//! Agent evaluation
//!
//! Runs full episodes through the policy/env seam and summarizes the
//! per-episode returns into the `results.json` staged next to the model.

use chrono::Utc;
use serde::{Deserialize, Serialize};
use std::fs;
use std::path::Path;
use tracing::{info, warn};

use crate::agent::{EvalEnv, Policy};
use crate::error::{AgentPackError, Result};

/// Summary statistics over the evaluation episodes
#[derive(Debug, Clone, Serialize, Deserialize)]
pub struct EvalSummary {
    pub mean_reward: f64,
    pub std_reward: f64,
    pub is_deterministic: bool,
    pub n_eval_episodes: usize,
    /// ISO-8601 timestamp of the evaluation
    pub eval_datetime: String,
}

impl EvalSummary {
    /// Write the summary as `results.json` under `dest_dir`
    pub fn save(&self, dest_dir: &Path) -> Result<()> {
        let path = dest_dir.join("results.json");
        fs::write(path, serde_json::to_string_pretty(self)?)?;
        Ok(())
    }

    /// Load a summary previously written by [`EvalSummary::save`]
    pub fn load(dir: &Path) -> Result<Self> {
        let json = fs::read_to_string(dir.join("results.json"))?;
        Ok(serde_json::from_str(&json)?)
    }
}

/// Episode-loop evaluator
pub struct Evaluator {
    n_eval_episodes: usize,
    deterministic: bool,
    max_episode_steps: usize,
}

impl Evaluator {
    pub fn new(n_eval_episodes: usize, deterministic: bool) -> Self {
        Self {
            n_eval_episodes,
            deterministic,
            max_episode_steps: 100_000,
        }
    }

    /// Cap the number of steps per episode
    pub fn with_max_episode_steps(mut self, max_episode_steps: usize) -> Self {
        self.max_episode_steps = max_episode_steps;
        self
    }

    /// Run the evaluation episodes and summarize the returns
    pub fn evaluate<P: Policy, E: EvalEnv>(
        &self,
        policy: &mut P,
        env: &mut E,
    ) -> Result<EvalSummary> {
        if self.n_eval_episodes == 0 {
            return Err(AgentPackError::Evaluation(
                "n_eval_episodes must be at least 1".to_string(),
            ));
        }

        let mut episode_returns = Vec::with_capacity(self.n_eval_episodes);

        for episode in 0..self.n_eval_episodes {
            policy.reset_state();
            let mut obs = env.reset()?;
            let mut episode_return = 0.0;

            let mut steps = 0;
            loop {
                let action = policy.act(&obs, self.deterministic)?;
                let outcome = env.step(&action)?;
                episode_return += outcome.reward;
                obs = outcome.obs;
                steps += 1;

                if outcome.done {
                    break;
                }
                if steps >= self.max_episode_steps {
                    warn!(
                        "Episode {} hit the {}-step cap without terminating",
                        episode, self.max_episode_steps
                    );
                    break;
                }
            }

            episode_returns.push(episode_return);
        }

        let (mean_reward, std_reward) = mean_std(&episode_returns);
        info!(
            "Evaluated {} episodes on {}: {:.2} +/- {:.2}",
            self.n_eval_episodes,
            env.env_id(),
            mean_reward,
            std_reward
        );

        Ok(EvalSummary {
            mean_reward,
            std_reward,
            is_deterministic: self.deterministic,
            n_eval_episodes: self.n_eval_episodes,
            eval_datetime: Utc::now().to_rfc3339(),
        })
    }
}

fn mean_std(values: &[f64]) -> (f64, f64) {
    let n = values.len() as f64;
    let mean = values.iter().sum::<f64>() / n;
    let var = values.iter().map(|v| (v - mean).powi(2)).sum::<f64>() / n;
    (mean, var.sqrt())
}
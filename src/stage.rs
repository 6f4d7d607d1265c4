//! Staging directory for artifact bundles
//!
//! Everything the pipeline produces lands in one staging directory whose
//! lifetime spans the packaging call. The directory is removed on drop,
//! including on error paths, so a failed run leaves nothing behind.

use chrono::{DateTime, Utc};
use serde::{Deserialize, Serialize};
use std::collections::BTreeMap;
use std::fs;
use std::path::{Path, PathBuf};
use tempfile::TempDir;
use tracing::{debug, warn};

use crate::agent::ModelArtifact;
use crate::error::Result;

/// Host information embedded into the staged `config.json` so published
/// models record where they were packaged
#[derive(Debug, Clone, Serialize, Deserialize)]
pub struct SystemInfo {
    pub os: String,
    pub arch: String,
    pub agentpack_version: String,
    pub packaged_at: DateTime<Utc>,
}

impl SystemInfo {
    pub fn collect() -> Self {
        Self {
            os: std::env::consts::OS.to_string(),
            arch: std::env::consts::ARCH.to_string(),
            agentpack_version: env!("CARGO_PKG_VERSION").to_string(),
            packaged_at: Utc::now(),
        }
    }
}

/// Contents of the staged `config.json`
#[derive(Debug, Clone, Serialize, Deserialize)]
pub struct StagedConfig {
    pub algo: String,
    pub env_id: String,
    pub hyperparams: serde_json::Value,
    pub system_info: SystemInfo,
}

impl StagedConfig {
    /// Load a config previously staged by [`StagingDir::write_config`]
    pub fn load(dir: &Path) -> Result<Self> {
        let json = fs::read_to_string(dir.join("config.json"))?;
        Ok(serde_json::from_str(&json)?)
    }
}

/// A staging directory holding the artifact bundle until upload
pub struct StagingDir {
    dir: TempDir,
}

impl StagingDir {
    /// Create a staging directory under the system temp dir
    pub fn new() -> Result<Self> {
        let dir = TempDir::with_prefix("agentpack-")?;
        debug!("Created staging directory {:?}", dir.path());
        Ok(Self { dir })
    }

    /// Create a staging directory under a caller-supplied root
    pub fn new_in<P: AsRef<Path>>(root: P) -> Result<Self> {
        fs::create_dir_all(root.as_ref())?;
        let dir = TempDir::with_prefix_in("agentpack-", root)?;
        debug!("Created staging directory {:?}", dir.path());
        Ok(Self { dir })
    }

    pub fn path(&self) -> &Path {
        self.dir.path()
    }

    /// Write `config.json` describing the artifact and the packaging host
    pub fn write_config(&self, artifact: &dyn ModelArtifact, env_id: &str) -> Result<PathBuf> {
        let staged = StagedConfig {
            algo: artifact.algo_name().to_string(),
            env_id: env_id.to_string(),
            hyperparams: artifact.hyperparams(),
            system_info: SystemInfo::collect(),
        };

        let path = self.path().join("config.json");
        fs::write(&path, serde_json::to_string_pretty(&staged)?)?;
        Ok(path)
    }

    /// Copy a training log directory into the bundle as `logs/`,
    /// replacing any earlier copy
    pub fn attach_logs(&self, logdir: &Path) -> Result<()> {
        if !logdir.is_dir() {
            warn!("Log directory {:?} does not exist, skipping", logdir);
            return Ok(());
        }

        let dest = self.path().join("logs");
        if dest.exists() {
            fs::remove_dir_all(&dest)?;
        }
        copy_dir_recursive(logdir, &dest)?;
        Ok(())
    }

    /// Copy saved run metadata (`args.yml`, `config.yml`, monitor CSVs)
    /// from a training log folder, when present
    pub fn attach_run_metadata(&self, log_dir: &Path) -> Result<()> {
        for name in ["args.yml", "config.yml"] {
            let src = log_dir.join(name);
            if src.is_file() {
                fs::copy(&src, self.path().join(name))?;
            }
        }

        // Monitor CSVs carry the per-episode training returns
        if log_dir.is_dir() {
            for entry in fs::read_dir(log_dir)? {
                let entry = entry?;
                let path = entry.path();
                if path.extension().is_some_and(|ext| ext == "csv") {
                    if let Some(name) = path.file_name() {
                        fs::copy(&path, self.path().join(name))?;
                    }
                }
            }
        }

        Ok(())
    }

    /// Write environment constructor arguments as `env_kwargs.yml`
    pub fn write_env_kwargs(
        &self,
        env_kwargs: &BTreeMap<String, serde_json::Value>,
    ) -> Result<PathBuf> {
        let path = self.path().join("env_kwargs.yml");
        fs::write(&path, serde_yaml::to_string(env_kwargs)?)?;
        Ok(path)
    }

    /// Persist the directory instead of deleting it on drop,
    /// returning its path
    pub fn keep(self) -> PathBuf {
        self.dir.into_path()
    }
}

fn copy_dir_recursive(src: &Path, dest: &Path) -> Result<()> {
    fs::create_dir_all(dest)?;
    for entry in fs::read_dir(src)? {
        let entry = entry?;
        let target = dest.join(entry.file_name());
        if entry.file_type()?.is_dir() {
            copy_dir_recursive(&entry.path(), &target)?;
        } else {
            fs::copy(entry.path(), &target)?;
        }
    }
    Ok(())
}
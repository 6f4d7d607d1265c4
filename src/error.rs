use thiserror::Error;

/// Main error type for the packaging pipeline
#[derive(Error, Debug)]
pub enum AgentPackError {
    // Configuration errors
    #[error("Configuration error: {0}")]
    Config(#[from] config::ConfigError),

    // Network errors
    #[error("HTTP request error: {0}")]
    Http(#[from] reqwest::Error),

    #[error("Hub rejected request: status {status} - {message}")]
    Hub { status: u16, message: String },

    // Authentication errors
    #[error("Authentication error: {0}")]
    Auth(String),

    #[error("Invalid repo id: {0}")]
    InvalidRepoId(String),

    // Serialization errors
    #[error("JSON serialization error: {0}")]
    Json(#[from] serde_json::Error),

    #[error("YAML serialization error: {0}")]
    Yaml(#[from] serde_yaml::Error),

    // Artifact errors
    #[error("Model artifact error: {0}")]
    Artifact(String),

    #[error("Evaluation error: {0}")]
    Evaluation(String),

    #[error("Replay recording error: {0}")]
    Replay(String),

    // IO errors
    #[error("IO error: {0}")]
    Io(#[from] std::io::Error),

    // Generic errors
    #[error("Internal error: {0}")]
    Internal(String),

    #[error("{0}")]
    Other(#[from] anyhow::Error),
}

/// Result type alias for AgentPackError
pub type Result<T> = std::result::Result<T, AgentPackError>;
//! agentpack CLI
//!
//! Commands:
//! - `agentpack push` - Upload a single file to a hub repository
//! - `agentpack publish` - Upload a staged artifact folder, refreshing its card
//! - `agentpack card` - Render a model card from staged artifacts

use clap::{Parser, Subcommand};
use std::collections::BTreeMap;
use std::fs;
use std::path::PathBuf;
use tracing::info;
use tracing_subscriber::EnvFilter;

use crate::card::ModelCard;
use crate::config::{AppConfig, LoggingConfig};
use crate::error::Result;
use crate::eval::EvalSummary;
use crate::hub::{HubClient, RepoId};
use crate::pipeline::Packager;
use crate::stage::StagedConfig;

/// Package and publish reinforcement-learning agents to a model hub
#[derive(Parser, Debug)]
#[command(name = "agentpack")]
#[command(author, version, about)]
pub struct Cli {
    /// Configuration file (default: Agentpack.toml)
    #[arg(long, global = true)]
    pub config: Option<PathBuf>,

    /// Hub endpoint, overriding the configured one
    #[arg(long, global = true)]
    pub endpoint: Option<String>,

    /// Hub authentication token
    #[arg(long, global = true, env = "HUB_TOKEN", hide_env_values = true)]
    pub token: Option<String>,

    #[command(subcommand)]
    pub command: Commands,
}

#[derive(Subcommand, Debug)]
pub enum Commands {
    /// Upload a single file (model zip, replay video, ...) to a repository
    Push {
        /// Target repository as namespace/name
        #[arg(long)]
        repo_id: String,

        /// Local file to upload
        #[arg(long)]
        file: PathBuf,

        /// Commit message
        #[arg(short = 'm', long, default_value = "Upload with agentpack")]
        commit_message: String,
    },

    /// Upload a staged artifact folder, regenerating its model card first
    Publish {
        /// Target repository as namespace/name
        #[arg(long)]
        repo_id: String,

        /// Folder holding the staged artifacts (config.json, results.json, ...)
        #[arg(long)]
        folder: PathBuf,

        /// Model name for the card (default: repository name)
        #[arg(long)]
        model_name: Option<String>,

        /// Commit message
        #[arg(short = 'm', long, default_value = "Upload with agentpack")]
        commit_message: String,

        /// Create the repository as private
        #[arg(long)]
        private: bool,
    },

    /// Render the model card for a staged artifact folder
    Card {
        /// Folder holding the staged artifacts
        #[arg(long)]
        folder: PathBuf,

        /// Write the card here instead of printing it
        #[arg(short, long)]
        output: Option<PathBuf>,
    },
}

impl Cli {
    /// Resolve the effective configuration: file, environment, then
    /// global flags
    pub fn load_config(&self) -> Result<AppConfig> {
        let mut config = match &self.config {
            Some(path) => AppConfig::load_from(path)?,
            None => AppConfig::load()?,
        };
        if let Some(endpoint) = &self.endpoint {
            config.hub.endpoint = endpoint.clone();
        }
        if let Some(token) = &self.token {
            config.hub.token = Some(token.clone());
        }
        Ok(config)
    }

    pub async fn run(self, config: AppConfig) -> Result<()> {
        match self.command {
            Commands::Push {
                repo_id,
                file,
                commit_message,
            } => {
                let repo_id: RepoId = repo_id.parse()?;
                let hub = HubClient::new(&config.hub.endpoint, config.hub.token.clone())?;
                let url = Packager::new(hub)
                    .push_to_hub(&repo_id, &file, &commit_message)
                    .await?;
                println!("{}", url);
                Ok(())
            }

            Commands::Publish {
                repo_id,
                folder,
                model_name,
                commit_message,
                private,
            } => {
                let repo_id: RepoId = repo_id.parse()?;
                let model_name = model_name.unwrap_or_else(|| repo_id.name.clone());

                // Refresh the card from the staged evaluation results
                let card_path = render_card(&folder, &model_name)?;
                info!("Refreshed model card at {:?}", card_path);

                let hub = HubClient::new(&config.hub.endpoint, config.hub.token.clone())?;
                let url = hub.create_repo(&repo_id, private, true).await?;
                hub.upload_folder(&repo_id, &folder, &commit_message).await?;
                println!("{}", url);
                Ok(())
            }

            Commands::Card { folder, output } => {
                let staged = StagedConfig::load(&folder)?;
                let summary = EvalSummary::load(&folder)?;
                let env_kwargs = load_env_kwargs(&folder)?;

                // Default model name follows the algo-env convention
                let model_name = format!("{}-{}", staged.algo.to_lowercase(), staged.env_id);
                let card = ModelCard {
                    model_name: &model_name,
                    algo_name: &staged.algo,
                    env_id: &staged.env_id,
                    summary: &summary,
                    hyperparams: &staged.hyperparams,
                    env_kwargs: &env_kwargs,
                }
                .render()?;

                match output {
                    Some(path) => fs::write(path, card)?,
                    None => print!("{}", card),
                }
                Ok(())
            }
        }
    }
}

/// Log filter for the process: RUST_LOG wins, otherwise the configured level
pub fn logging_filter(logging: &LoggingConfig) -> EnvFilter {
    EnvFilter::try_from_default_env().unwrap_or_else(|_| EnvFilter::new(&logging.level))
}

/// Initialize tracing from the logging configuration
pub fn init_logging(logging: &LoggingConfig) {
    let builder = tracing_subscriber::fmt().with_env_filter(logging_filter(logging));
    if logging.json {
        builder.json().init();
    } else {
        builder.init();
    }
}

/// Render and write the card for a staged folder from its own artifacts
fn render_card(folder: &std::path::Path, model_name: &str) -> Result<PathBuf> {
    let staged = StagedConfig::load(folder)?;
    let summary = EvalSummary::load(folder)?;
    let env_kwargs = load_env_kwargs(folder)?;

    ModelCard {
        model_name,
        algo_name: &staged.algo,
        env_id: &staged.env_id,
        summary: &summary,
        hyperparams: &staged.hyperparams,
        env_kwargs: &env_kwargs,
    }
    .save(folder)
}

fn load_env_kwargs(folder: &std::path::Path) -> Result<BTreeMap<String, serde_json::Value>> {
    let path = folder.join("env_kwargs.yml");
    if !path.is_file() {
        return Ok(BTreeMap::new());
    }
    let yaml = fs::read_to_string(path)?;
    Ok(serde_yaml::from_str(&yaml)?)
}

#[cfg(test)]
mod tests {
    use super::*;
    use clap::CommandFactory;

    #[test]
    fn test_cli_definition_is_consistent() {
        Cli::command().debug_assert();
    }

    #[test]
    fn test_push_args_parse() {
        let cli = Cli::parse_from([
            "agentpack",
            "push",
            "--repo-id",
            "org/ppo-CartPole-v1",
            "--file",
            "model.mpk",
        ]);
        match cli.command {
            Commands::Push {
                repo_id,
                file,
                commit_message,
            } => {
                assert_eq!(repo_id, "org/ppo-CartPole-v1");
                assert_eq!(file, PathBuf::from("model.mpk"));
                assert_eq!(commit_message, "Upload with agentpack");
            }
            other => panic!("unexpected command: {:?}", other),
        }
    }

    #[test]
    fn test_global_flags_override_config() {
        let cli = Cli::parse_from([
            "agentpack",
            "--endpoint",
            "https://hub.example",
            "--token",
            "secret-token",
            "push",
            "--repo-id",
            "org/model",
            "--file",
            "model.mpk",
        ]);

        let config = cli.load_config().unwrap();
        assert_eq!(config.hub.endpoint, "https://hub.example");
        assert_eq!(config.hub.token.as_deref(), Some("secret-token"));
    }

    #[test]
    fn test_logging_filter_uses_configured_level() {
        std::env::remove_var("RUST_LOG");
        let logging = LoggingConfig {
            level: "debug".to_string(),
            json: false,
        };
        assert_eq!(logging_filter(&logging).to_string(), "debug");
    }

    #[test]
    fn test_load_env_kwargs_missing_file_is_empty() {
        let dir = tempfile::tempdir().unwrap();
        let kwargs = load_env_kwargs(dir.path()).unwrap();
        assert!(kwargs.is_empty());
    }
}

Exercise requirements: Wherever the string "request" appears in the listing above, show the whole line.

Answer section:
    #[error("HTTP request error: {0}")]
    #[error("Hub rejected request: status {status} - {message}")]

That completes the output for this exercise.